No. YABU. But you are yet another woman on MN who seems to be married to a total fucking arsehole who couldn't give a flying fuck about you or his children.

StSwithinsDay · 05/08/2023 20:39

Meant to say YANBU. Oh for an edit button!

HedgehogB · 05/08/2023 20:39

JonjoMonjo21 · 05/08/2023 20:38

Agree with PP definitely drugs. No way would be still be awake after a skinful at 10am. I would not want to be with someone like this

He works nights his body clock is shot

stayathomer · 05/08/2023 20:39

Yanbu but saying that I can understand him being wrecked and have been hungover at very innoportune moments when I was younger!! Add to that the nights, I can understand it but it was dumb!

Clefable · 05/08/2023 20:40

The thing is, women routinely have to do stuff on fuck all sleep, and not even fun stuff like getting up and going to a party with nice food and drink, more like being up all night and then going to work or managing months on broken sleep while looking after kids. Yet he really couldn't manage hauling himself out of his pit for a few hours for his own daughter's birthday party?

Mimsymumsymoo · 05/08/2023 20:41

Definitely not a drugs user, he doesnt smoke and only drinks socially or on occasions. Thats whats upsetting to me is that he knew he was gonna be tired as hes been on nights but he went out for the night anyways. Like i feel bad that hes so knackered from working so hard but also im mad that he missed her birthday. Anything else wouldnt really phase me if he missed cause he was tired, but a birthday is a big deal, and he went out of his own volition so is extra tired.

OP posts:
HedgehogB · 05/08/2023 20:41

FionnulaTheCooler · 05/08/2023 20:36

He behaved like an arse but I'm not sure I agree that he must have been taking drugs. He's been working nights, wouldn't that be enough to mess with your sleeping pattern?

Yes - most posters haven’t read the OP properly and are doing typical LTB shite. Working nights does this to you. His weekdays sound really tough

LovelyJubbly12345 · 05/08/2023 20:41

Darling. You are probably my daughters age. And I will say to you what I would say to her. Men like this don’t change. No man worth his salt would miss his daughter’s birthday. Start to prepare mentally to leave this marriage.

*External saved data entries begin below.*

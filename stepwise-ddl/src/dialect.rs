//! Dialect-specific SQL rendering.
//!
//! Every piece of SQL text produced by this crate comes from a [`Dialect`].
//! Adding support for another database means adding one implementation of
//! the trait; the builders and the runner never look at SQL syntax.

use crate::definition::{
    ColumnAlteration, ColumnDefinition, ConstraintDefinition, ConstraintKind, IndexDefinition,
};

/// Renders definitions and schema changes into SQL statements.
///
/// Statement methods return a complete statement including its terminating
/// `;`. Fragment methods ([`Dialect::column`], [`Dialect::constraint`]) return
/// text meant to be embedded in a larger statement.
pub trait Dialect: Send + Sync {
    /// Short dialect name used in logs.
    fn name(&self) -> &'static str;

    /// Quote a single identifier.
    fn quote_identifier(&self, identifier: &str) -> String;

    /// Statement opening a transaction.
    fn begin(&self) -> String;

    /// Statement closing a transaction.
    fn commit(&self) -> String;

    /// Statement abandoning a transaction.
    fn rollback(&self) -> String;

    /// Column definition fragment.
    fn column(&self, column: &ColumnDefinition) -> String;

    /// Table constraint fragment.
    fn constraint(&self, constraint: &ConstraintDefinition) -> String;

    /// `CREATE TABLE` statement.
    fn create_table(
        &self,
        table: &str,
        columns: &[ColumnDefinition],
        constraints: &[ConstraintDefinition],
    ) -> String;

    /// `DROP TABLE` statement.
    fn drop_table(&self, table: &str) -> String;

    /// `TRUNCATE TABLE` statement.
    fn truncate_table(&self, table: &str) -> String;

    /// Table rename statement.
    fn rename_table(&self, table: &str, new_name: &str) -> String;

    /// Add-column statement.
    fn add_column(&self, table: &str, column: &ColumnDefinition) -> String;

    /// Add-constraint statement.
    fn add_constraint(&self, table: &str, constraint: &ConstraintDefinition) -> String;

    /// `CREATE INDEX` statement.
    fn create_index(&self, table: &str, index: &IndexDefinition) -> String;

    /// Statement applying one change to an existing column.
    fn alter_column(&self, table: &str, column: &str, alteration: &ColumnAlteration) -> String;

    /// Drop-column statement.
    fn drop_column(&self, table: &str, column: &str) -> String;

    /// Drop-constraint statement.
    fn drop_constraint(&self, table: &str, constraint: &str) -> String;

    /// `DROP INDEX` statement.
    fn drop_index(&self, table: &str, index: &str) -> String;

    /// Column rename statement.
    fn rename_column(&self, table: &str, old: &str, new: &str) -> String;

    /// Constraint rename statement.
    fn rename_constraint(&self, table: &str, old: &str, new: &str) -> String;

    /// Index rename statement.
    fn rename_index(&self, table: &str, old: &str, new: &str) -> String;
}
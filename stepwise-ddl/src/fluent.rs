//! Chained builders for the definition types.
//!
//! ```rust
//! use stepwise_ddl::ColumnDefinition;
//!
//! let column = ColumnDefinition::builder("owner_id", "BIGINT")
//!     .nullable(true)
//!     .foreign_key(true, "users", ["id"])
//!     .build();
//!
//! assert!(column.is_foreign_key());
//! ```

use crate::definition::{
    ColumnDefinition, ConstraintDefinition, ConstraintKind, ForeignReference, IndexDefinition,
};

/// Builder for [`ColumnDefinition`].
#[derive(Debug, Clone, Default)]
pub struct ColumnBuilder {
    definition: ColumnDefinition,
}

impl ColumnBuilder {
    /// Create a new builder.
    pub fn new(name: impl Into<String>, data_type: impl Into<String>) -> Self {
        Self {
            definition: ColumnDefinition::new(name, data_type),
        }
    }

    /// Set the column name.
    pub fn with_name(mut self, name: impl Into<String>) -> Self {
        self.definition.name = name.into();
        self
    }

    /// Set the column type.
    pub fn with_type(mut self, data_type: impl Into<String>) -> Self {
        self.definition.data_type = data_type.into();
        self
    }

    /// Set the default expression.
    pub fn with_default(mut self, expression: impl Into<String>) -> Self {
        self.definition.default = Some(expression.into());
        self
    }

    /// Set whether the column accepts NULL.
    pub fn nullable(mut self, nullable: bool) -> Self {
        self.definition.nullable = nullable;
        self
    }

    /// Set whether the column is the primary key.
    pub fn primary_key(mut self, primary_key: bool) -> Self {
        self.definition.primary_key = primary_key;
        self
    }

    /// Set whether the column is unique.
    pub fn unique(mut self, unique: bool) -> Self {
        self.definition.unique = unique;
        self
    }

    /// Set or clear a foreign key reference.
    pub fn foreign_key<I, S>(mut self, enable: bool, table: impl Into<String>, columns: I) -> Self
    where
        I: IntoIterator<Item = S>,
        S: Into<String>,
    {
        self.definition.references = enable.then(|| ForeignReference::new(table, columns));
        self
    }

    /// Set the check expression.
    pub fn with_check(mut self, expression: impl Into<String>) -> Self {
        self.definition.check = Some(expression.into());
        self
    }

    /// Set whether the column is an identity column.
    pub fn auto_increment(mut self, auto_increment: bool) -> Self {
        self.definition.auto_increment = auto_increment;
        self
    }

    /// Finish the definition.
    pub fn build(self) -> ColumnDefinition {
        self.definition
    }
}

/// Builder for [`ConstraintDefinition`].
///
/// The kind setters overwrite each other; the last one wins.
#[derive(Debug, Clone, Default)]
pub struct ConstraintBuilder {
    definition: ConstraintDefinition,
}

impl ConstraintBuilder {
    /// Create a new builder for an unnamed primary key.
    pub fn new() -> Self {
        Self::default()
    }

    /// Set the constraint name.
    pub fn with_name(mut self, name: impl Into<String>) -> Self {
        self.definition.name = Some(name.into());
        self
    }

    /// Set the constrained columns.
    pub fn with_columns<I, S>(mut self, columns: I) -> Self
    where
        I: IntoIterator<Item = S>,
        S: Into<String>,
    {
        self.definition.columns = columns.into_iter().map(Into::into).collect();
        self
    }

    /// Make this a primary key constraint.
    pub fn primary_key(mut self) -> Self {
        self.definition.kind = ConstraintKind::PrimaryKey;
        self
    }

    /// Make this a unique constraint.
    pub fn unique(mut self) -> Self {
        self.definition.kind = ConstraintKind::Unique;
        self
    }

    /// Make this a foreign key constraint.
    pub fn foreign_key<I, S>(mut self, table: impl Into<String>, columns: I) -> Self
    where
        I: IntoIterator<Item = S>,
        S: Into<String>,
    {
        self.definition.kind = ConstraintKind::ForeignKey(ForeignReference::new(table, columns));
        self
    }

    /// Make this a check constraint.
    pub fn check(mut self, expression: impl Into<String>) -> Self {
        self.definition.kind = ConstraintKind::Check(expression.into());
        self
    }

    /// Finish the definition.
    pub fn build(self) -> ConstraintDefinition {
        self.definition
    }
}

/// Builder for [`IndexDefinition`].
#[derive(Debug, Clone, Default)]
pub struct IndexBuilder {
    definition: IndexDefinition,
}

impl IndexBuilder {
    /// Create a new builder for an unnamed index.
    pub fn new() -> Self {
        Self::default()
    }

    /// Set the index name.
    pub fn with_name(mut self, name: impl Into<String>) -> Self {
        self.definition.name = Some(name.into());
        self
    }

    /// Set the indexed columns.
    pub fn with_columns<I, S>(mut self, columns: I) -> Self
    where
        I: IntoIterator<Item = S>,
        S: Into<String>,
    {
        self.definition.columns = columns.into_iter().map(Into::into).collect();
        self
    }

    /// Set whether the index is unique.
    pub fn unique(mut self, unique: bool) -> Self {
        self.definition.unique = unique;
        self
    }

    /// Restrict the index to rows matching `predicate`.
    pub fn with_predicate(mut self, predicate: impl Into<String>) -> Self {
        self.definition.predicate = Some(predicate.into());
        self
    }

    /// Finish the definition.
    pub fn build(self) -> IndexDefinition {
        self.definition
    }
}
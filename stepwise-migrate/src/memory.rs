//! In-process executor and indicator.
//!
//! [`RecordingExecutor`] keeps every batch it is given instead of sending it
//! anywhere, and [`MemoryIndicator`] keeps the version in memory. Together
//! they let a migration list be exercised end to end without a database.
//!
//! These are not what [`Runner::dry_run`](crate::Runner::dry_run) uses: a dry
//! run keeps the configured executor and indicator, skips every `execute` and
//! only reads the recorded version.

use parking_lot::Mutex;

use crate::error::{MigrateResult, MigrationError};
use crate::executor::StatementExecutor;
use crate::indicator::VersionIndicator;

/// Executor that records batches.
///
/// Batches containing one of the configured failure markers are rejected,
/// which simulates a statement failing on the server.
#[derive(Debug, Default)]
pub struct RecordingExecutor {
    failure_markers: Vec<String>,
    committed: Mutex<Vec<String>>,
    rejected: Mutex<Vec<String>>,
}

impl RecordingExecutor {
    /// Create an executor that accepts everything.
    pub fn new() -> Self {
        Self::default()
    }

    /// Reject any batch whose text contains `marker`.
    pub fn fail_on(mut self, marker: impl Into<String>) -> Self {
        self.failure_markers.push(marker.into());
        self
    }

    /// Batches accepted so far, in execution order.
    pub fn committed(&self) -> Vec<String> {
        self.committed.lock().clone()
    }

    /// Batches rejected so far, in execution order.
    pub fn rejected(&self) -> Vec<String> {
        self.rejected.lock().clone()
    }
}

#[async_trait::async_trait]
impl StatementExecutor for RecordingExecutor {
    async fn execute(&self, batch: &str) -> MigrateResult<()> {
        if let Some(marker) = self.failure_markers.iter().find(|m| batch.contains(m.as_str())) {
            self.rejected.lock().push(batch.to_string());
            return Err(MigrationError::database(format!(
                "statement rejected: batch contains '{}'",
                marker
            )));
        }

        self.committed.lock().push(batch.to_string());
        Ok(())
    }
}

/// Indicator holding the version in memory.
#[derive(Debug, Default)]
pub struct MemoryIndicator {
    version: Mutex<Option<String>>,
    writes: Mutex<usize>,
    fail_writes: bool,
}

impl MemoryIndicator {
    /// Create an indicator with nothing recorded.
    pub fn new() -> Self {
        Self::default()
    }

    /// Create an indicator that already records `name`.
    pub fn with_version(name: impl Into<String>) -> Self {
        Self {
            version: Mutex::new(Some(name.into())),
            ..Self::default()
        }
    }

    /// Make every `change` call fail.
    pub fn failing_writes(mut self) -> Self {
        self.fail_writes = true;
        self
    }

    /// The recorded version, `None` if nothing was ever recorded.
    pub fn version(&self) -> Option<String> {
        self.version.lock().clone()
    }

    /// Number of successful `change` calls.
    pub fn writes(&self) -> usize {
        *self.writes.lock()
    }
}

#[async_trait::async_trait]
impl VersionIndicator for MemoryIndicator {
    async fn current(&self) -> MigrateResult<String> {
        Ok(self.version.lock().clone().unwrap_or_default())
    }

    async fn change(&self, name: &str) -> MigrateResult<()> {
        if self.fail_writes {
            return Err(MigrationError::database("version table is read-only"));
        }

        *self.version.lock() = Some(name.to_string());
        *self.writes.lock() += 1;
        Ok(())
    }
}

Daysoffarethebest · 05/08/2023 20:41

HedgehogB · 05/08/2023 20:39

Has no one read the part that he works nights and is away all week? I don’t think he’s an arse he’s exhausted working for his family. Being in a hotel all week is shit I can tell you, so is working nights. Im on the fence here. Yes he should have got up for the party that was rearranged around him but he’s a human not a cash cow. What one year old remembers dad being there. This obsession with dad being at everything winds me up! And I’m the first to moan if DH doesn’t do his share but why torture your poor knackered hard working husband for the sake of appearances. So he stays up, attends the party then crashes his car out of exhaustion on Monday - what then. I’m am similarly irritated by mums who wake working dads for the night feed. Shoot me down.

Why would he crash the car Monday when he can presumably sleep Saturday and Sunday night?!